Still, it has to be kept in mind that Syria hardly stands alone in the region. The Baathist police state regime is heavily backed by a new emerging regional superpower, Iran, which boasts it now possesses long-range missiles that can strike every part of the Jewish state, possibly with nuclear warheads in the not-too-distant future. Syria too has such missiles, and stockpiles of VX nerve gas to boot. But the fact is most of Assad’s arsenal has not come from Iran, but was supplied by the former Soviet Union – a worldwide megapower in its day.
The ironclad Soviet-Syrian alliance did not keep Menachem Begin’s government from engaging Syrian forces in Lebanon in 1982, so why would the Damascus-Tehran axis do that today? The reason is fairly simple, if chilling. The mighty communist giant was not thought likely to risk an all out nuclear Armageddon with Israel’s main international supporter, the United States. Therefore, then-Defense Minister Ariel Sharon felt he could fairly safely take on the MiG-based Syrian air force with little risk to Israel’s future existence. But the Shiite fascist-fanatics that rule Iran are assessed to be far more likely to disregard all rational logic by, for instance, attacking Israel’s nuclear reactor in Dimona, as they have repeatedly threatened to do – even if this would probably provoke an Israeli nuclear strike in return.

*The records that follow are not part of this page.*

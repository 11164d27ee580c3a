//! Testimonial API 模块

mod handler;

use axum::{Router, routing::get};

use crate::core::ServerState;

pub fn router() -> Router<ServerState> {
    Router::new().nest("/api/testimonials", routes())
}

fn routes() -> Router<ServerState> {
    Router::new()
        .route("/", get(handler::list).post(handler::create))
        .route("/stats", get(handler::stats))
        .route(
            "/{id}",
            get(handler::get_by_id)
                .put(handler::update)
                .delete(handler::delete),
        )
}
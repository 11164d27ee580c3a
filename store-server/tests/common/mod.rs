//! Shared fixtures: a fresh RocksDB database per test and seeding helpers

#![allow(dead_code)]

use std::sync::Arc;

use store_server::db::DbService;
use store_server::db::models::{
    CustomerInfo, OrderCreate, OrderItemInput, Product, ProductRecord,
};
use store_server::db::repository::{CategoryRepository, ProductRepository};
use store_server::images::MemoryImageStore;
use store_server::utils::time::now_millis;
use store_server::{Config, ServerState};
use tempfile::TempDir;

pub struct TestEnv {
    /// Keeps the database directory alive for the duration of the test
    _dir: TempDir,
    pub state: ServerState,
    pub images: Arc<MemoryImageStore>,
    pub category_id: String,
}

impl TestEnv {
    pub async fn new() -> Self {
        let dir = tempfile::tempdir().expect("tempdir");
        let mut config = Config::with_overrides(dir.path().to_string_lossy().to_string(), 0);
        config.timezone = chrono_tz::UTC;

        let db_path = config.database_dir();
        std::fs::create_dir_all(&db_path).expect("database dir");
        let db = DbService::new(db_path.to_str().expect("utf-8 path"), "test", "test")
            .await
            .expect("open database");

        let images = Arc::new(MemoryImageStore::new());
        let state = ServerState::with_parts(config, db.db, images.clone());

        let category = CategoryRepository::new(state.db.clone())
            .create("Pajamas".into(), now_millis())
            .await
            .expect("seed category");

        Self {
            _dir: dir,
            state,
            images,
            category_id: category.id,
        }
    }

    /// Active product with sizes S/M/L and cost at half the price
    pub async fn product(&self, title: &str, price: f64, discount: f64, quantity: i64) -> Product {
        let now = now_millis();
        self.products()
            .create(ProductRecord {
                title: title.into(),
                description: "Soft cotton".into(),
                images: vec![],
                price,
                cost_price: price / 2.0,
                discount_percentage: discount,
                category: self.category_id.clone(),
                available_sizes: vec!["S".into(), "M".into(), "L".into()],
                colors: vec!["blue".into()],
                is_active: true,
                is_bundle: false,
                quantity,
                created_at: now,
                updated_at: now,
            })
            .await
            .expect("seed product")
    }

    pub fn products(&self) -> ProductRepository {
        ProductRepository::new(self.state.db.clone())
    }

    pub async fn stock(&self, product_id: &str) -> i64 {
        self.products()
            .find_by_id(product_id)
            .await
            .expect("read product")
            .expect("product exists")
            .quantity
    }
}

/// Order request with a delivery price of 20
pub fn order_input(items: &[(&str, i64, &str)]) -> OrderCreate {
    OrderCreate {
        customer_info: Some(CustomerInfo {
            full_name: "Amina Benali".into(),
            phone: "0555123456".into(),
            city: "Oran".into(),
            ..Default::default()
        }),
        items: Some(
            items
                .iter()
                .map(|(product, quantity, size)| OrderItemInput {
                    product: product.to_string(),
                    quantity: *quantity,
                    size: size.to_string(),
                    color: None,
                })
                .collect(),
        ),
        delivery_price: Some(20.0),
        ..Default::default()
    }
}
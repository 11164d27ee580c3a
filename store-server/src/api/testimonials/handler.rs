//! Testimonial API Handlers

use axum::{
    Json,
    extract::{Path, State},
    http::StatusCode,
};
use shared::models::Gender;

use crate::core::ServerState;
use crate::db::models::{
    Testimonial, TestimonialCreate, TestimonialPatch, TestimonialRecord, TestimonialStats,
    TestimonialUpdate,
};
use crate::db::repository::TestimonialRepository;
use crate::utils::time::now_millis;
use crate::utils::validation::{MAX_NAME_LEN, MAX_NOTE_LEN, validate_required_text};
use crate::utils::{AppError, AppJson, AppResult, ErrorCode};

fn not_found(id: &str) -> AppError {
    AppError::with_message(ErrorCode::TestimonialNotFound, "Testimonial not found")
        .with_detail("testimonial_id", id)
}

fn parse_gender(value: Option<&str>) -> AppResult<Gender> {
    let value = validate_required_text(value, "gender", MAX_NAME_LEN)?;
    value
        .parse::<Gender>()
        .map_err(|msg| AppError::validation(msg).with_detail("field", "gender"))
}

fn validate_create(payload: TestimonialCreate, now: i64) -> AppResult<TestimonialRecord> {
    Ok(TestimonialRecord {
        customer_name: validate_required_text(
            payload.customer_name.as_deref(),
            "customer_name",
            MAX_NAME_LEN,
        )?,
        comment: validate_required_text(payload.comment.as_deref(), "comment", MAX_NOTE_LEN)?,
        gender: parse_gender(payload.gender.as_deref())?,
        created_at: now,
        updated_at: now,
    })
}

/// Supplied fields follow the create rules; absent ones are left alone
fn validate_update(payload: TestimonialUpdate, now: i64) -> AppResult<TestimonialPatch> {
    let mut patch = TestimonialPatch {
        updated_at: now,
        ..Default::default()
    };
    if payload.customer_name.is_some() {
        patch.customer_name = Some(validate_required_text(
            payload.customer_name.as_deref(),
            "customer_name",
            MAX_NAME_LEN,
        )?);
    }
    if payload.comment.is_some() {
        patch.comment = Some(validate_required_text(
            payload.comment.as_deref(),
            "comment",
            MAX_NOTE_LEN,
        )?);
    }
    if payload.gender.is_some() {
        patch.gender = Some(parse_gender(payload.gender.as_deref())?);
    }
    Ok(patch)
}

/// GET /api/testimonials - 获取评价列表 (最新在前)
pub async fn list(State(state): State<ServerState>) -> AppResult<Json<Vec<Testimonial>>> {
    let repo = TestimonialRepository::new(state.db.clone());
    Ok(Json(repo.find_all().await?))
}

/// GET /api/testimonials/{id} - 获取单条评价
pub async fn get_by_id(
    State(state): State<ServerState>,
    Path(id): Path<String>,
) -> AppResult<Json<Testimonial>> {
    let repo = TestimonialRepository::new(state.db.clone());
    let testimonial = repo.find_by_id(&id).await?.ok_or_else(|| not_found(&id))?;
    Ok(Json(testimonial))
}

/// POST /api/testimonials - 创建评价
pub async fn create(
    State(state): State<ServerState>,
    AppJson(payload): AppJson<TestimonialCreate>,
) -> AppResult<(StatusCode, Json<Testimonial>)> {
    let record = validate_create(payload, now_millis())?;
    let repo = TestimonialRepository::new(state.db.clone());
    let testimonial = repo.create(record).await?;
    Ok((StatusCode::CREATED, Json(testimonial)))
}

/// PUT /api/testimonials/{id} - 更新评价 (部分字段)
pub async fn update(
    State(state): State<ServerState>,
    Path(id): Path<String>,
    AppJson(payload): AppJson<TestimonialUpdate>,
) -> AppResult<Json<Testimonial>> {
    let patch = validate_update(payload, now_millis())?;
    let repo = TestimonialRepository::new(state.db.clone());
    if repo.find_by_id(&id).await?.is_none() {
        return Err(not_found(&id));
    }
    Ok(Json(repo.update(&id, patch).await?))
}

/// DELETE /api/testimonials/{id} - 删除评价
pub async fn delete(
    State(state): State<ServerState>,
    Path(id): Path<String>,
) -> AppResult<Json<bool>> {
    let repo = TestimonialRepository::new(state.db.clone());
    if !repo.delete(&id).await? {
        return Err(not_found(&id));
    }
    Ok(Json(true))
}

/// GET /api/testimonials/stats - 评价统计
pub async fn stats(State(state): State<ServerState>) -> AppResult<Json<TestimonialStats>> {
    let repo = TestimonialRepository::new(state.db.clone());
    Ok(Json(repo.stats().await?))
}
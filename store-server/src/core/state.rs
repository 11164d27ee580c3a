use std::sync::Arc;

use surrealdb::Surreal;
use surrealdb::engine::local::Db;

use crate::catalog::ProductService;
use crate::core::{Config, Result, ServerError};
use crate::db::DbService;
use crate::images::{CloudinaryImageStore, ImageStore, MemoryImageStore};
use crate::orders::OrderService;
use crate::stats::StatsService;

/// 服务器状态 - 持有所有服务的共享引用
///
/// 所有字段都是廉价克隆的句柄 (`Surreal<Db>` 内部是 Arc)，
/// 每个请求拿到的是同一组服务。
///
/// | 字段 | 类型 | 说明 |
/// |------|------|------|
/// | config | Config | 配置项 (不可变) |
/// | db | Surreal<Db> | 嵌入式数据库 |
/// | images | Arc<dyn ImageStore> | 图片托管 |
/// | orders | OrderService | 订单工作流 (库存扣减/回补) |
/// | products | ProductService | 商品 + 图片 |
/// | stats | StatsService | 统计 |
#[derive(Clone)]
pub struct ServerState {
    /// 服务器配置
    pub config: Config,
    /// 嵌入式数据库 (SurrealDB)
    pub db: Surreal<Db>,
    pub images: Arc<dyn ImageStore>,
    pub orders: OrderService,
    pub products: ProductService,
    pub stats: StatsService,
}

impl ServerState {
    /// 用已打开的数据库和图片存储组装状态
    ///
    /// 测试中直接传入 [`MemoryImageStore`]
    pub fn with_parts(config: Config, db: Surreal<Db>, images: Arc<dyn ImageStore>) -> Self {
        Self {
            orders: OrderService::new(db.clone()),
            products: ProductService::new(db.clone(), images.clone(), &config.image_folder),
            stats: StatsService::new(db.clone(), config.timezone),
            config,
            db,
            images,
        }
    }

    /// 初始化服务器状态
    ///
    /// 1. 创建工作目录
    /// 2. 打开数据库 (work_dir/database) 并应用 schema
    /// 3. 选择图片存储 (Cloudinary 或内存)
    pub async fn initialize(config: &Config) -> Result<Self> {
        let db_dir = config.database_dir();
        std::fs::create_dir_all(&db_dir)?;

        let db_path = db_dir
            .to_str()
            .ok_or_else(|| ServerError::Config(format!("Invalid database path: {db_dir:?}")))?;
        let db_service =
            DbService::new(db_path, &config.database_ns, &config.database_db).await?;

        let images: Arc<dyn ImageStore> = match &config.cloudinary {
            Some(cloudinary) => {
                tracing::info!(cloud = %cloudinary.cloud_name, "Image store: Cloudinary");
                Arc::new(CloudinaryImageStore::new(cloudinary.clone()))
            }
            None => {
                tracing::warn!(
                    "Cloudinary credentials not set, images are kept in memory and lost on restart"
                );
                Arc::new(MemoryImageStore::new())
            }
        };

        Ok(Self::with_parts(config.clone(), db_service.db, images))
    }

    /// 数据库服务句柄 (健康检查等)
    pub fn db_service(&self) -> DbService {
        DbService {
            db: self.db.clone(),
        }
    }
}
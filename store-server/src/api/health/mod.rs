//! 健康检查路由
//!
//! | 路径 | 方法 | 说明 |
//! |------|------|------|
//! | /health | GET | 进程存活 + 数据库检查 |
//!
//! ```json
//! { "status": "ok", "version": "0.1.0", "database": "ok", "timezone": "UTC" }
//! ```

use axum::{Json, Router, extract::State, http::StatusCode, routing::get};
use serde::Serialize;

use crate::core::ServerState;

pub fn router() -> Router<ServerState> {
    Router::new().route("/health", get(health))
}

/// 健康检查响应
#[derive(Debug, Serialize)]
pub struct HealthResponse {
    /// ok | degraded
    status: &'static str,
    version: &'static str,
    /// ok | error
    database: &'static str,
    timezone: String,
}

/// GET /health - 健康检查 (数据库不可用时返回 503)
pub async fn health(State(state): State<ServerState>) -> (StatusCode, Json<HealthResponse>) {
    let db_ok = match state.db_service().ping().await {
        Ok(()) => true,
        Err(e) => {
            tracing::warn!(error = %e, "Health check: database unavailable");
            false
        }
    };

    let status = if db_ok {
        StatusCode::OK
    } else {
        StatusCode::SERVICE_UNAVAILABLE
    };
    (
        status,
        Json(HealthResponse {
            status: if db_ok { "ok" } else { "degraded" },
            version: env!("CARGO_PKG_VERSION"),
            database: if db_ok { "ok" } else { "error" },
            timezone: state.config.timezone.to_string(),
        }),
    )
}
//! Category Model

use serde::{Deserialize, Serialize};

/// Category entity
#[derive(Debug, Clone, PartialEq, Serialize, Deserialize)]
pub struct Category {
    pub id: String,
    pub name: String,
    pub created_at: i64,
    pub updated_at: i64,
}

/// Stored shape
#[derive(Debug, Clone, Serialize)]
pub struct CategoryRecord {
    pub name: String,
    pub created_at: i64,
    pub updated_at: i64,
}

/// Create / update payload (name required)
#[derive(Debug, Clone, Default, Deserialize)]
pub struct CategoryInput {
    #[serde(default)]
    pub name: Option<String>,
}
//! Error category classification

use super::codes::ErrorCode;
use serde::{Deserialize, Serialize};

/// Error category classification based on error code ranges
///
/// - 0xxx: General errors
/// - 4xxx: Order errors
/// - 6xxx: Catalog errors
/// - 7xxx: Testimonial errors
/// - 9xxx: System errors (everything else)
#[derive(Debug, Clone, Copy, PartialEq, Eq, Hash, Serialize, Deserialize)]
#[serde(rename_all = "snake_case")]
pub enum ErrorCategory {
    /// General errors (0xxx)
    General,
    /// Order errors (4xxx)
    Order,
    /// Catalog errors (6xxx)
    Catalog,
    /// Testimonial errors (7xxx)
    Testimonial,
    /// System errors (9xxx)
    System,
}

impl ErrorCategory {
    /// Determine category from error code value
    pub fn from_code(code: u16) -> Self {
        match code {
            0..1000 => Self::General,
            4000..5000 => Self::Order,
            6000..7000 => Self::Catalog,
            7000..8000 => Self::Testimonial,
            _ => Self::System,
        }
    }

    /// Get the string name for this category
    pub fn name(&self) -> &'static str {
        match self {
            Self::General => "general",
            Self::Order => "order",
            Self::Catalog => "catalog",
            Self::Testimonial => "testimonial",
            Self::System => "system",
        }
    }
}

impl ErrorCode {
    /// Get the category for this error code
    pub fn category(&self) -> ErrorCategory {
        ErrorCategory::from_code(self.code())
    }
}

#[cfg(test)]
mod tests {
    use super::*;

    #[test]
    fn test_category_from_code() {
        assert_eq!(ErrorCategory::from_code(0), ErrorCategory::General);
        assert_eq!(ErrorCategory::from_code(999), ErrorCategory::General);
        assert_eq!(ErrorCategory::from_code(4001), ErrorCategory::Order);
        assert_eq!(ErrorCategory::from_code(6201), ErrorCategory::Catalog);
        assert_eq!(ErrorCategory::from_code(7001), ErrorCategory::Testimonial);
        assert_eq!(ErrorCategory::from_code(9002), ErrorCategory::System);
        assert_eq!(ErrorCategory::from_code(10000), ErrorCategory::System);
    }

    #[test]
    fn test_error_code_category() {
        assert_eq!(ErrorCode::NotFound.category(), ErrorCategory::General);
        assert_eq!(ErrorCode::OrderAlreadyCancelled.category(), ErrorCategory::Order);
        assert_eq!(ErrorCode::InsufficientStock.category(), ErrorCategory::Catalog);
        assert_eq!(
            ErrorCode::TestimonialNotFound.category(),
            ErrorCategory::Testimonial
        );
        assert_eq!(ErrorCode::DatabaseError.category(), ErrorCategory::System);
    }

    #[test]
    fn test_category_name() {
        assert_eq!(ErrorCategory::General.name(), "general");
        assert_eq!(ErrorCategory::Order.name(), "order");
        assert_eq!(ErrorCategory::Catalog.name(), "catalog");
        assert_eq!(ErrorCategory::System.name(), "system");
    }
}
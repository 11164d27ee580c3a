//! Testimonial Model

use serde::{Deserialize, Serialize};
use shared::models::Gender;

/// Customer testimonial
#[derive(Debug, Clone, PartialEq, Serialize, Deserialize)]
pub struct Testimonial {
    pub id: String,
    pub customer_name: String,
    pub comment: String,
    pub gender: Gender,
    pub created_at: i64,
    pub updated_at: i64,
}

#[derive(Debug, Clone, Serialize)]
pub struct TestimonialRecord {
    pub customer_name: String,
    pub comment: String,
    pub gender: Gender,
    pub created_at: i64,
    pub updated_at: i64,
}

/// Create payload
#[derive(Debug, Clone, Default, Deserialize)]
pub struct TestimonialCreate {
    #[serde(default)]
    pub customer_name: Option<String>,
    #[serde(default)]
    pub comment: Option<String>,
    #[serde(default)]
    pub gender: Option<String>,
}

/// Partial update payload
#[derive(Debug, Clone, Default, Deserialize)]
pub struct TestimonialUpdate {
    #[serde(default)]
    pub customer_name: Option<String>,
    #[serde(default)]
    pub comment: Option<String>,
    #[serde(default)]
    pub gender: Option<String>,
}

/// Validated patch, merged into the stored record
#[derive(Debug, Clone, Default, Serialize)]
pub struct TestimonialPatch {
    #[serde(skip_serializing_if = "Option::is_none")]
    pub customer_name: Option<String>,
    #[serde(skip_serializing_if = "Option::is_none")]
    pub comment: Option<String>,
    #[serde(skip_serializing_if = "Option::is_none")]
    pub gender: Option<Gender>,
    pub updated_at: i64,
}

/// Most recent testimonial in the stats summary
#[derive(Debug, Clone, PartialEq, Serialize, Deserialize)]
pub struct LatestTestimonial {
    pub customer_name: String,
    pub created_at: i64,
}

#[derive(Debug, Clone, Default, PartialEq, Serialize, Deserialize)]
pub struct GenderStats {
    pub male: u64,
    pub female: u64,
}

/// GET /api/testimonials/stats
#[derive(Debug, Clone, PartialEq, Serialize, Deserialize)]
pub struct TestimonialStats {
    pub total: u64,
    pub gender_stats: GenderStats,
    pub latest: Option<LatestTestimonial>,
}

I warned in my first book (published under the title “Holy War for the Promised Land” as Saddam’s Scuds were pummeling Israel in early 1991), that militant Islam would prove a far harder enemy for Israel and the West to tackle than communism, which was then crumbling in Moscow as it already had in Warsaw. I noted that while Soviet-style communism had many characteristics of a religion, such as “prophets and saints” like Lenin and Marx and an ideology regarded as Final Truth by many adherents, it never actually claimed to be divinely revealed. Thus, if it was failing to deliver its promised free lunch, as it was, it could be discarded relatively easily by political leaders.
In stark contrast, Islam’s founder is hailed by over 1 billion Muslims around the globe as the “seal of the prophets” who delivered a sacred book to mankind that is regarded as an exact copy of the original in heaven. I pointed out that Arab Muslim Mideast leaders – kinsman of Muhammad who are ruling in the cradle of his religion – could hardly ignore or toss aside the faith held dear by most of their people.
And so tiny Israel is confronted with a huge dilemma, along with Lebanese Christian officials, the United States and indeed the entire Western world, whether they like it or not: How do “infidels” fight highly motivated jihad combatants like Hezbollah and Hamas, and indeed even al-Qaida, without igniting the Muslim masses around the world? This is probably the ultimate issue Israeli leaders were grappling with as they hesitatingly waged war against a relatively small militia group in neighboring Lebanon during the hot summer of 2006.